At that time I had never read Gaston Bachelard’s The Poetics of Space. If I had, I would have known he described living in a hut as ‘the taproot of inhabiting’, and perhaps it would have helped me understand why I was so drawn to the place. As it was, I simply started to feel I could all too easily be happy here. This was a nice place in a nice town, and the fact it was located in the grounds of a lunatic asylum seemed like only the slightest drawback. Having Alicia close by, and especially if she was going to be as good to me in the future as she was being at that moment, would be an enormous attraction too. She was sitting close to me on the sofabed and she was gently massaging the back of my neck. She said it would help get rid of my tension. I was prepared for it to take some time.
‘So Charity isn’t dangerous?’ I said.
‘No. None of the patients here is actually dangerous, although some of them can be a little frightening.’
‘They aren’t sex killers or axe murderers?’
‘These people are people,’ Alicia said, suddenly earnest now. ‘That’s the important thing to remember. In the old days it was said that asylums were like museums of madness. We like to think the Kincaid Clinic is more like an art gallery or an opera house.’
‘And what do you do for them?’
‘We do what we can. We use a variety of techniques, some traditional, some experimental; a ser
ies of treatments that add up to what we’re proud to call Kincaidian Therapy. It would all become clear if you worked here.’
‘And what would I do?’
‘You would help the patients to use language as a bulkhead against madness.’
‘Come again?’
‘You’d get them to write, that’s all.’
It sounded dangerously simple.
‘I know what you’re thinking,’ Alicia said. ‘You’re worried about the responsibility. That’s good. But don’t worry. We’re not asking you to be a doctor. We’re not asking you to deliver a cure; not that we believe in cures, in the ordinary sense. Your job wouldn’t be so hard. You’d have enough time to continue with your own writing. We don’t want to own you body and soul. I’m sorry I took a few liberties. Sorry I told Dr Kincaid you’d already agreed to take the job. But I like to think of it as an act of creative imagination. If you believe strongly enough that something is true, then the very act of believing makes it true.’

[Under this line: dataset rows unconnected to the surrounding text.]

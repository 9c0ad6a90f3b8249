//! Persistent Playwright driver process
//!
//! A small Node.js script is staged in a temp dir and run under `node`. It
//! reads one JSON command per line on stdin and answers each with one JSON
//! line on stdout, so a single browser page survives across the fill, wait
//! and read steps of a case. Every command carries a sequence id that the
//! reply echoes; replies to abandoned commands are discarded.

use std::ffi::OsStr;
use std::path::{Path, PathBuf};
use std::process::Stdio;
use std::time::Duration;

use serde::{Deserialize, Serialize};
use tempfile::TempDir;
use tokio::io::{AsyncBufReadExt, AsyncWriteExt, BufReader, Lines};
use tokio::process::{Child, ChildStdin, ChildStdout, Command};
use tokio::sync::Mutex;
use tracing::{debug, warn};

use crate::error::{E2eError, E2eResult};

/// Node side of the protocol
pub const DRIVER_SCRIPT: &str = r#"
const readline = require('readline');
const { chromium, firefox, webkit } = require('playwright');

const engines = { chromium, firefox, webkit };
let browser = null;
let page = null;

function reply(body, done) {
  process.stdout.write(JSON.stringify(body) + '\n', done);
}

async function handle(msg) {
  switch (msg.cmd) {
    case 'launch': {
      browser = await engines[msg.browser].launch({ headless: msg.headless });
      const context = await browser.newContext({
        viewport: { width: msg.width, height: msg.height },
      });
      page = await context.newPage();
      return {};
    }
    case 'goto':
      await page.goto(msg.url, { timeout: msg.timeout_ms });
      await page.waitForLoadState('networkidle', { timeout: msg.timeout_ms });
      return {};
    case 'fill':
      await page.locator(msg.selector).first().fill(msg.value);
      return {};
    case 'wait':
      await page.waitForTimeout(msg.ms);
      return {};
    case 'controls': {
      const values = await page.locator(msg.selector).evaluateAll(
        (els) => els.map((e) => (typeof e.value === 'string' ? e.value : '')));
      return { values };
    }
    case 'regions': {
      const values = await page.locator(msg.selector).evaluateAll((els, src) => {
        const re = new RegExp(src, 'u');
        return els.map((e) => e.textContent || '').filter((t) => re.test(t));
      }, msg.pattern);
      return { values };
    }
    case 'click_text': {
      const button = page.locator('button', { hasText: msg.text }).first();
      if ((await button.count()) === 0 || !(await button.isVisible())) {
        return { clicked: false };
      }
      await button.click({ timeout: msg.timeout_ms });
      return { clicked: true };
    }
    case 'input_value': {
      const value = await page.locator(msg.selector).first().inputValue();
      return { value };
    }
    case 'close':
      if (browser) await browser.close();
      browser = null;
      return {};
    default:
      throw new Error('unknown command: ' + msg.cmd);
  }
}

const rl = readline.createInterface({ input: process.stdin, terminal: false });
let queue = Promise.resolve();
rl.on('line', (line) => {
  queue = queue.then(async () => {
    let msg;
    try {
      msg = JSON.parse(line);
    } catch (e) {
      reply({ ok: false, error: 'bad command: ' + e.message });
      return;
    }
    let body;
    try {
      body = Object.assign({ ok: true, id: msg.id }, await handle(msg));
    } catch (e) {
      body = { ok: false, id: msg.id, error: e.message };
    }
    reply(body, msg.cmd === 'close' ? () => process.exit(0) : undefined);
  });
});
rl.on('close', async () => {
  if (browser) await browser.close();
  process.exit(0);
});
"#;

/// Commands understood by [`DRIVER_SCRIPT`]
#[derive(Debug, Clone, PartialEq, Serialize)]
#[serde(tag = "cmd", rename_all = "snake_case")]
pub enum DriverCommand {
    Launch {
        browser: String,
        headless: bool,
        width: u32,
        height: u32,
    },
    Goto {
        url: String,
        timeout_ms: u64,
    },
    Fill {
        selector: String,
        value: String,
    },
    Wait {
        ms: u64,
    },
    Controls {
        selector: String,
    },
    Regions {
        selector: String,
        pattern: String,
    },
    ClickText {
        text: String,
        timeout_ms: u64,
    },
    InputValue {
        selector: String,
    },
    Close,
}

impl DriverCommand {
    fn name(&self) -> &'static str {
        match self {
            DriverCommand::Launch { .. } => "launch",
            DriverCommand::Goto { .. } => "goto",
            DriverCommand::Fill { .. } => "fill",
            DriverCommand::Wait { .. } => "wait",
            DriverCommand::Controls { .. } => "controls",
            DriverCommand::Regions { .. } => "regions",
            DriverCommand::ClickText { .. } => "click_text",
            DriverCommand::InputValue { .. } => "input_value",
            DriverCommand::Close => "close",
        }
    }
}

/// One reply line
#[derive(Debug, Clone, Default, PartialEq, Deserialize)]
pub struct DriverReply {
    pub ok: bool,
    /// Sequence id of the command this answers
    #[serde(default)]
    pub id: Option<u64>,
    #[serde(default)]
    pub error: Option<String>,
    #[serde(default)]
    pub values: Vec<String>,
    #[serde(default)]
    pub value: Option<String>,
    #[serde(default)]
    pub clicked: Option<bool>,
}

impl DriverReply {
    pub fn parse(line: &str) -> E2eResult<Self> {
        serde_json::from_str(line.trim())
            .map_err(|e| E2eError::Protocol(format!("unparseable reply {:?}: {}", line, e)))
    }

    fn into_result(self, command: &str) -> E2eResult<Self> {
        if self.ok {
            Ok(self)
        } else {
            Err(E2eError::Driver(format!(
                "{} failed: {}",
                command,
                self.error.as_deref().unwrap_or("unknown error")
            )))
        }
    }
}

struct DriverIo {
    stdin: ChildStdin,
    lines: Lines<BufReader<ChildStdout>>,
    next_id: u64,
}

impl DriverIo {
    /// Frame `command` with a fresh sequence id
    fn frame(&mut self, command: &DriverCommand) -> E2eResult<(u64, String)> {
        self.next_id += 1;
        let mut value = serde_json::to_value(command)?;
        match value.as_object_mut() {
            Some(fields) => {
                fields.insert("id".into(), self.next_id.into());
            }
            None => {
                return Err(E2eError::Protocol(format!(
                    "{} did not encode as an object",
                    command.name()
                )))
            }
        }
        let mut line = serde_json::to_string(&value)?;
        line.push('\n');
        Ok((self.next_id, line))
    }

    async fn exchange(&mut self, id: u64, line: &str, name: &str) -> E2eResult<DriverReply> {
        self.stdin.write_all(line.as_bytes()).await?;
        self.stdin.flush().await?;
        loop {
            let Some(raw) = self.lines.next_line().await? else {
                return Err(E2eError::Protocol(format!(
                    "driver exited before answering {}",
                    name
                )));
            };
            let reply = DriverReply::parse(&raw)?;
            if reply.id == Some(id) {
                return Ok(reply);
            }
            debug!("Discarding stale driver reply {:?} while waiting for {} #{}", reply.id, name, id);
        }
    }
}

/// A running `node` driver
pub struct DriverProcess {
    child: Child,
    io: Mutex<DriverIo>,
    /// Keeps the staged script alive for the life of the process
    _script_dir: TempDir,
}

impl DriverProcess {
    /// Stage the driver script and start `node` on it
    pub async fn spawn(node_modules: Option<&Path>) -> E2eResult<Self> {
        Self::spawn_with("node", node_modules).await
    }

    /// Same as [`DriverProcess::spawn`] with an explicit interpreter
    pub async fn spawn_with(
        program: impl AsRef<OsStr>,
        node_modules: Option<&Path>,
    ) -> E2eResult<Self> {
        let script_dir = tempfile::tempdir()?;
        let script_path = script_dir.path().join("transcheck-driver.js");
        tokio::fs::write(&script_path, DRIVER_SCRIPT).await?;

        debug!("Starting Playwright driver: {}", script_path.display());

        let mut cmd = Command::new(program);
        cmd.arg(&script_path)
            .stdin(Stdio::piped())
            .stdout(Stdio::piped())
            .stderr(Stdio::inherit())
            .kill_on_drop(true);
        if let Some(path) = node_path(node_modules) {
            cmd.env("NODE_PATH", path);
        }

        let mut child = cmd
            .spawn()
            .map_err(|e| E2eError::DriverStartup(format!("failed to spawn node: {}", e)))?;

        let stdin = child
            .stdin
            .take()
            .ok_or_else(|| E2eError::DriverStartup("driver stdin unavailable".into()))?;
        let stdout = child
            .stdout
            .take()
            .ok_or_else(|| E2eError::DriverStartup("driver stdout unavailable".into()))?;

        Ok(Self {
            child,
            io: Mutex::new(DriverIo {
                stdin,
                lines: BufReader::new(stdout).lines(),
                next_id: 0,
            }),
            _script_dir: script_dir,
        })
    }

    /// Send one command and wait for its reply.
    ///
    /// A command that times out may still be answered later; that reply is
    /// skipped by id when the next command reads its own.
    pub async fn request(&self, command: DriverCommand, limit: Duration) -> E2eResult<DriverReply> {
        let name = command.name();

        let mut io = self.io.lock().await;
        let (id, line) = io.frame(&command)?;
        let reply = tokio::time::timeout(limit, io.exchange(id, &line, name))
            .await
            .map_err(|_| E2eError::Timeout(format!("driver command {}", name)))??;
        reply.into_result(name)
    }

    /// Ask the driver to close the browser and wait for it to exit
    pub async fn shutdown(mut self, limit: Duration) -> E2eResult<()> {
        if let Err(e) = self.request(DriverCommand::Close, limit).await {
            warn!("Driver close failed: {}", e);
        }
        match tokio::time::timeout(limit, self.child.wait()).await {
            Ok(status) => {
                debug!("Driver exited: {}", status?);
                Ok(())
            }
            Err(_) => {
                self.terminate();
                Err(E2eError::Timeout("driver shutdown".into()))
            }
        }
    }

    fn terminate(&mut self) {
        #[cfg(unix)]
        {
            use nix::sys::signal::{kill, Signal};
            use nix::unistd::Pid;

            if let Some(id) = self.child.id() {
                let _ = kill(Pid::from_raw(id as i32), Signal::SIGTERM);
            }
        }

        let _ = self.child.start_kill();
    }
}

impl Drop for DriverProcess {
    fn drop(&mut self) {
        if let Ok(None) = self.child.try_wait() {
            self.terminate();
        }
    }
}

/// NODE_PATH for `require('playwright')`: the explicit directory, else a
/// `node_modules` in the working directory
fn node_path(node_modules: Option<&Path>) -> Option<PathBuf> {
    if let Some(path) = node_modules {
        return Some(path.to_path_buf());
    }
    let local = std::env::current_dir().ok()?.join("node_modules");
    local.is_dir().then_some(local)
}
//! CLI command implementations

pub mod corpus;
pub mod inspect;
pub mod report;
pub mod run;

I didn’t wholly understand why she was so keen to believe that Gregory Collins was going to be their writer-in-residence. True, his book, with its combination of blankness and luridness, might be construed as having some vague relevance to madness, but that hardly seemed reason enough. A more suspicious man would have doubted Alicia’s motives, and a more arrogant man might have thought she’d taken one look at my photograph on the back of The Wax Man and decided she had to have me. Being neither sufficiently suspicious nor sufficiently arrogant, I just felt confused.
However, as I sat on the sofabed with Alicia’s fingers running complex patterns around the nape of my neck, I wasn’t much inclined to question her motives. Perhaps I should have been questioning my own. I was starting to think that possibly, just possibly, I might be able to carry this deception a little bit further. I was foolish enough to start thinking I might be able to do a reasonable job of teaching creative writing to a group of lunatics. How hard could it be?